» PROBLEM DESCRIPTION: Please state how many lines of the data below contain the word "cards", offering nothing besides the number.

++++ DATA RECORDS

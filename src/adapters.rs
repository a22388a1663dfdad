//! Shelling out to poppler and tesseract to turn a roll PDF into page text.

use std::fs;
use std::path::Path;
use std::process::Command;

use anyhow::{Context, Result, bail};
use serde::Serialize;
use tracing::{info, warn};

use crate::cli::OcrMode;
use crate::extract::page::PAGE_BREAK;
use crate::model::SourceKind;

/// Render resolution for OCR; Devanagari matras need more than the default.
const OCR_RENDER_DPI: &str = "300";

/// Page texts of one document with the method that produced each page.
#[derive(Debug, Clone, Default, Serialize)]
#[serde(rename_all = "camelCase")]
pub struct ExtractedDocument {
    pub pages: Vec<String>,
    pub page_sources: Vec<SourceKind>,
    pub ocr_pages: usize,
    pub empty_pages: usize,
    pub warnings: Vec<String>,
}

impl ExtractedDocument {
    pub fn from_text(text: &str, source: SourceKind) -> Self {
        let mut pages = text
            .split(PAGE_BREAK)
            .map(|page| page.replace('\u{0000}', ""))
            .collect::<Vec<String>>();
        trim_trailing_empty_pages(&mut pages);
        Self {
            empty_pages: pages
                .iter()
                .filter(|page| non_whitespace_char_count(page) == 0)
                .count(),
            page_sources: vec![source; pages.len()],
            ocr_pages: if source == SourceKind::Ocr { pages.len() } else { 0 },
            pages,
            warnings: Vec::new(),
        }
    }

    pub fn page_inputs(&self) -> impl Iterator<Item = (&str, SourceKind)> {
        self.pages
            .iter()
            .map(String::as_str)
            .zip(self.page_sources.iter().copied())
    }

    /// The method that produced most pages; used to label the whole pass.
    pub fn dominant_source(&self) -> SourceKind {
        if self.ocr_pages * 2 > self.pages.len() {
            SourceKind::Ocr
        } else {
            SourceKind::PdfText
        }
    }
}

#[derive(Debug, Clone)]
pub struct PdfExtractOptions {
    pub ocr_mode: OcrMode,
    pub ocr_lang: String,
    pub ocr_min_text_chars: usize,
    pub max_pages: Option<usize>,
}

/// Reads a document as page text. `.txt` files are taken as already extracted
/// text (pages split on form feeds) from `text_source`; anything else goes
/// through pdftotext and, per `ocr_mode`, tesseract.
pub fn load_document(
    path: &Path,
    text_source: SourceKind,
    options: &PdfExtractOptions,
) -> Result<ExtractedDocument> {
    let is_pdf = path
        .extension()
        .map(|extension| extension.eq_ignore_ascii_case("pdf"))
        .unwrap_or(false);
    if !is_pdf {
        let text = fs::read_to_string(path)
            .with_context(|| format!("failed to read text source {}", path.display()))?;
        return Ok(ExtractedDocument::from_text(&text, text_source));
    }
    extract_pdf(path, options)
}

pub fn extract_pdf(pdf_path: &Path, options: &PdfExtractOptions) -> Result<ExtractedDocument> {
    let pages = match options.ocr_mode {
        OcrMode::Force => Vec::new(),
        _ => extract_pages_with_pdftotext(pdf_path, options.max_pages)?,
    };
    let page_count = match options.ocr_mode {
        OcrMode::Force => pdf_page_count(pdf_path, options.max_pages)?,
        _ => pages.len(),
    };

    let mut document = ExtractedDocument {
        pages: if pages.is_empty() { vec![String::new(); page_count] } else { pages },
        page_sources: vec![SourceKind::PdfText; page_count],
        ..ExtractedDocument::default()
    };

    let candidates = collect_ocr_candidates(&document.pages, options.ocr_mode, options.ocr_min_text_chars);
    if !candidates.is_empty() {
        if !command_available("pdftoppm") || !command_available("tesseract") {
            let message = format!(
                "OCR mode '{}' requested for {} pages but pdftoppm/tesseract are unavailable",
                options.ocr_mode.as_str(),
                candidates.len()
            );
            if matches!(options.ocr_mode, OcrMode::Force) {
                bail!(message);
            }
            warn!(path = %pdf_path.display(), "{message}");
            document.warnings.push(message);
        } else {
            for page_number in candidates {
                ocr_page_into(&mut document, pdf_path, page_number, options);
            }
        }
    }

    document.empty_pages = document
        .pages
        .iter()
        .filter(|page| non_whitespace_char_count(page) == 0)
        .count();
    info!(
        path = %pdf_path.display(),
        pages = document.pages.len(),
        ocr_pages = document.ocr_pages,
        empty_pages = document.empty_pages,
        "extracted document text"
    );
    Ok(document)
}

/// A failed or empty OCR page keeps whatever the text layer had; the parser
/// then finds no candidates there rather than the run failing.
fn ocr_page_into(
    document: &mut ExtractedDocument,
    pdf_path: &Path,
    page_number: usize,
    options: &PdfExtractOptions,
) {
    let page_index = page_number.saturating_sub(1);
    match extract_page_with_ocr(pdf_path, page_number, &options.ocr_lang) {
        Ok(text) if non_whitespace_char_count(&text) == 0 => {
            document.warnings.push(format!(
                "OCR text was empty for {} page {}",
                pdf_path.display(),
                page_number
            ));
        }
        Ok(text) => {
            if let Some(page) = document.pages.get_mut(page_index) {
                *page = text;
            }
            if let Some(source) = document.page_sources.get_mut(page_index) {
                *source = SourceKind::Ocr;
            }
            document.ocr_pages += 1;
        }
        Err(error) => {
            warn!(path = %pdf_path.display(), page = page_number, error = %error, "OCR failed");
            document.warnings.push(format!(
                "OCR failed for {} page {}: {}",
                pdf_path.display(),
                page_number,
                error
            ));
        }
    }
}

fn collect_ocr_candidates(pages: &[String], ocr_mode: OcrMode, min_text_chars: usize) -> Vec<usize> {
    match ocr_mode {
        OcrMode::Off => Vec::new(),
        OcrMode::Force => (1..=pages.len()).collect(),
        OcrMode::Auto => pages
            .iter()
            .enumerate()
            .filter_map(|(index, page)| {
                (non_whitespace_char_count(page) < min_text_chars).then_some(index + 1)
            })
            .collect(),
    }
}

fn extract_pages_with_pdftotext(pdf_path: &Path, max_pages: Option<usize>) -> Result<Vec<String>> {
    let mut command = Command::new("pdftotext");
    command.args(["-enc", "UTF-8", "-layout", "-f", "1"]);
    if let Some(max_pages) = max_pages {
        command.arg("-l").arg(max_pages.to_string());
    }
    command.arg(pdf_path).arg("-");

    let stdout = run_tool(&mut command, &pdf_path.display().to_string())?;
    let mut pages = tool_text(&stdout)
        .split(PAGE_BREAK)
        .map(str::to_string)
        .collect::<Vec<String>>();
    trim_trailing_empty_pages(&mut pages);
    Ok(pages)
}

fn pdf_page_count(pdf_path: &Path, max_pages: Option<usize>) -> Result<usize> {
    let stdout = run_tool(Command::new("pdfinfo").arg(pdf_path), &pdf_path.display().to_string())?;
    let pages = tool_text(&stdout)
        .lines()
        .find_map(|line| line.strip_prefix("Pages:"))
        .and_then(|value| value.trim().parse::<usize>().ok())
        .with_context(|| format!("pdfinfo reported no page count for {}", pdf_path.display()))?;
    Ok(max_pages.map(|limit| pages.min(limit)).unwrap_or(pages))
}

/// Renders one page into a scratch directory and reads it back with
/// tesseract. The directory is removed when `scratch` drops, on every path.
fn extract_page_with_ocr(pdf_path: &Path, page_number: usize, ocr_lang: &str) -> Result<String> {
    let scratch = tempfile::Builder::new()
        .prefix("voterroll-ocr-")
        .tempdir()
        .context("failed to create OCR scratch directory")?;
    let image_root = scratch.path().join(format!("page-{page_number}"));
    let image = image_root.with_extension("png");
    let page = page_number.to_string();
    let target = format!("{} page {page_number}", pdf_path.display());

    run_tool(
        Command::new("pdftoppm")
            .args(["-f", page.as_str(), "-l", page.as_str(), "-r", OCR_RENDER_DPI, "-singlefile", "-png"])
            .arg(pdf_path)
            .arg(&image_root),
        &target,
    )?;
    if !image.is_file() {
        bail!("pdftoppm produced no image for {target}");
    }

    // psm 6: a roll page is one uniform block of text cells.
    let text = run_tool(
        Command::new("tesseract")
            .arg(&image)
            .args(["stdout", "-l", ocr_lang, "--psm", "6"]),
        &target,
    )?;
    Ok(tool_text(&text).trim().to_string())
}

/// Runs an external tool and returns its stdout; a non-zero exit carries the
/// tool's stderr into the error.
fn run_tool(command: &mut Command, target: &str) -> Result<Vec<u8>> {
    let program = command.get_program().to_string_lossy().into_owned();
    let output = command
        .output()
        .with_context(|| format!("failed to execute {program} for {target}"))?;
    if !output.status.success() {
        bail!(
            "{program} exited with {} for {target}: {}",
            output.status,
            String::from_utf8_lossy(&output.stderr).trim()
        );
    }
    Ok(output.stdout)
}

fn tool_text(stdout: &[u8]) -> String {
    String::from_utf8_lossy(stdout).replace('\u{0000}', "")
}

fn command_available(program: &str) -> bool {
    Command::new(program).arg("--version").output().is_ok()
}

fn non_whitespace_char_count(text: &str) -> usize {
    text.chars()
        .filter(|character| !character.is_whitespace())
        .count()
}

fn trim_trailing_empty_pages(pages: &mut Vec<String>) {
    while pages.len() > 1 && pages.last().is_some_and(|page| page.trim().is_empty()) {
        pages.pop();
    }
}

++++++++
++++ DATA RECORDS

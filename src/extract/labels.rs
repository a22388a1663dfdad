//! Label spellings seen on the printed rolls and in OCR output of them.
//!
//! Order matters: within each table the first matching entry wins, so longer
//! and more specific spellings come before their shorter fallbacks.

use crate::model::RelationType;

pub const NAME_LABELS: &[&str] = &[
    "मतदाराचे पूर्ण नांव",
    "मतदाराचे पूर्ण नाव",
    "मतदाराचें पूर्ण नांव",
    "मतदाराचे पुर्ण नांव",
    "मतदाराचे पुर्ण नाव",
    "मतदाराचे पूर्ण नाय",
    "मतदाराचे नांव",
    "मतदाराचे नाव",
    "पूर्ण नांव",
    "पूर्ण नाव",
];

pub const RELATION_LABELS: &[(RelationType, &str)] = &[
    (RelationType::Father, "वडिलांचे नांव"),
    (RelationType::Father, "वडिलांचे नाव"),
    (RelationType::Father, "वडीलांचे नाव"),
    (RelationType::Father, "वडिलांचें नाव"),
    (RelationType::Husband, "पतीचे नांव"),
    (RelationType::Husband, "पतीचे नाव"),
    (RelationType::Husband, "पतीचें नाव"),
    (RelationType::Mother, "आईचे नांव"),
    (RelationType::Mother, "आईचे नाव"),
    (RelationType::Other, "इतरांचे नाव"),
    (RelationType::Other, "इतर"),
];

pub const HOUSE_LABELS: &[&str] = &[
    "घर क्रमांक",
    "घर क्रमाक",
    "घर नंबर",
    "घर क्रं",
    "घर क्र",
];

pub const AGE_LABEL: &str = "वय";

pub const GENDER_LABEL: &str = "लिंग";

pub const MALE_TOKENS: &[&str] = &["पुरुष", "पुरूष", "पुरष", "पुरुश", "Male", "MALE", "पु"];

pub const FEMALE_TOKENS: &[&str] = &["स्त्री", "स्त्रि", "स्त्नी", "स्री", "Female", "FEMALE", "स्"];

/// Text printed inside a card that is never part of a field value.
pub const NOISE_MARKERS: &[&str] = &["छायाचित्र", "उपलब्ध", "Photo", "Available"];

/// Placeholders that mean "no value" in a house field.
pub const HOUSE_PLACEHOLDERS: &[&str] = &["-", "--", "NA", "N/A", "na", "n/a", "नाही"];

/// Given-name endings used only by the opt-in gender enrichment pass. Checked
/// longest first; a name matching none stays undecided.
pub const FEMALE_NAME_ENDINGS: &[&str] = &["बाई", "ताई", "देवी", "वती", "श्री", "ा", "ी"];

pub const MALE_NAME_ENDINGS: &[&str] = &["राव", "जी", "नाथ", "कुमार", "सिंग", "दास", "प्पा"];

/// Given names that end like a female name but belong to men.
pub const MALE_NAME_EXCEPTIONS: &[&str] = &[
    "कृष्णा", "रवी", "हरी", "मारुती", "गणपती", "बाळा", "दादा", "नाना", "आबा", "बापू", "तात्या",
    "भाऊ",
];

++++++++
++++ DATA RECORDS

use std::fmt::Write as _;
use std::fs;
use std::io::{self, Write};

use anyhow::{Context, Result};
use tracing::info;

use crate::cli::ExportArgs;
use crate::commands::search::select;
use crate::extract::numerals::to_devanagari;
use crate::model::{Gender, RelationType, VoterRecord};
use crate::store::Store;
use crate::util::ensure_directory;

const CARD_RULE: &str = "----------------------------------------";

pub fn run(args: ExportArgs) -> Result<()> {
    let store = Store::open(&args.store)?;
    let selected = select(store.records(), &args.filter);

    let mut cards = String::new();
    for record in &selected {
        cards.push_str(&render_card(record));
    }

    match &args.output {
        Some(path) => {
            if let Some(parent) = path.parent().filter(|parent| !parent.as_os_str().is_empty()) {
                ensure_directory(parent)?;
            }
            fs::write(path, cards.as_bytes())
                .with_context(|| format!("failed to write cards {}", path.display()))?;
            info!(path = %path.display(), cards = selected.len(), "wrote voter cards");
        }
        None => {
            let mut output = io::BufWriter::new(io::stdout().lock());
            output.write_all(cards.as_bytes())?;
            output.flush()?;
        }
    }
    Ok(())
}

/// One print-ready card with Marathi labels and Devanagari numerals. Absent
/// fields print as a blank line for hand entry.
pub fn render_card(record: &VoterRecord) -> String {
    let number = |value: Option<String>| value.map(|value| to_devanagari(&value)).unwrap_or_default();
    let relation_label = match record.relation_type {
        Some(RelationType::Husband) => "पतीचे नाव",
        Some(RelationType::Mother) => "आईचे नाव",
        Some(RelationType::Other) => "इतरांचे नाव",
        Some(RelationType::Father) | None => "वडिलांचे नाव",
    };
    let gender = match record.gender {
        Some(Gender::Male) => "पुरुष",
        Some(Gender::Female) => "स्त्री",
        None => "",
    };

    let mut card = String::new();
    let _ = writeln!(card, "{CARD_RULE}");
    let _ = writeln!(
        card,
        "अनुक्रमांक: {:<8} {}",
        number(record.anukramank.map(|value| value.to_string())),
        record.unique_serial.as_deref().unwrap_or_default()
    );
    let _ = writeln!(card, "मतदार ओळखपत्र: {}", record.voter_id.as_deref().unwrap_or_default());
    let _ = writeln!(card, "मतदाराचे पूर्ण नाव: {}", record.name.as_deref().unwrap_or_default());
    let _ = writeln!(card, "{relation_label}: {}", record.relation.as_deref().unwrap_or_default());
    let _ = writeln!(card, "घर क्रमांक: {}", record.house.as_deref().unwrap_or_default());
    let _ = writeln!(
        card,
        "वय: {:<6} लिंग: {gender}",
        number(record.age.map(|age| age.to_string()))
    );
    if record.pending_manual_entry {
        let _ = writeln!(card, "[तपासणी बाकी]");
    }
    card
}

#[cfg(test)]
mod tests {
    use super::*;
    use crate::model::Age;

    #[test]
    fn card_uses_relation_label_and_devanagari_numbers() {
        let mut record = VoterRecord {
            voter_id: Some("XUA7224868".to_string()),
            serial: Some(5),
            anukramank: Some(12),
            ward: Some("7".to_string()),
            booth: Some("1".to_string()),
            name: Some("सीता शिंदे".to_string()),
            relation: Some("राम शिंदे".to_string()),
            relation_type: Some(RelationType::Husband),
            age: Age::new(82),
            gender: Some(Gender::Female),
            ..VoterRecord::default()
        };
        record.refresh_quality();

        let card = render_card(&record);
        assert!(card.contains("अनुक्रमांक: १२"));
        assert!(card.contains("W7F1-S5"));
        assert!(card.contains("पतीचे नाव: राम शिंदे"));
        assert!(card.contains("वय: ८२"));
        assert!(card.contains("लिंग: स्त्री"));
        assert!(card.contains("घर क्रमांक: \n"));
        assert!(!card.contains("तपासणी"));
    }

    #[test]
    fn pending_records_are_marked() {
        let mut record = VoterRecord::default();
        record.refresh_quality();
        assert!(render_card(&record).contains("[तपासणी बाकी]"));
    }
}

++++++++

» ANSWER TO THIS PROBLEM: 6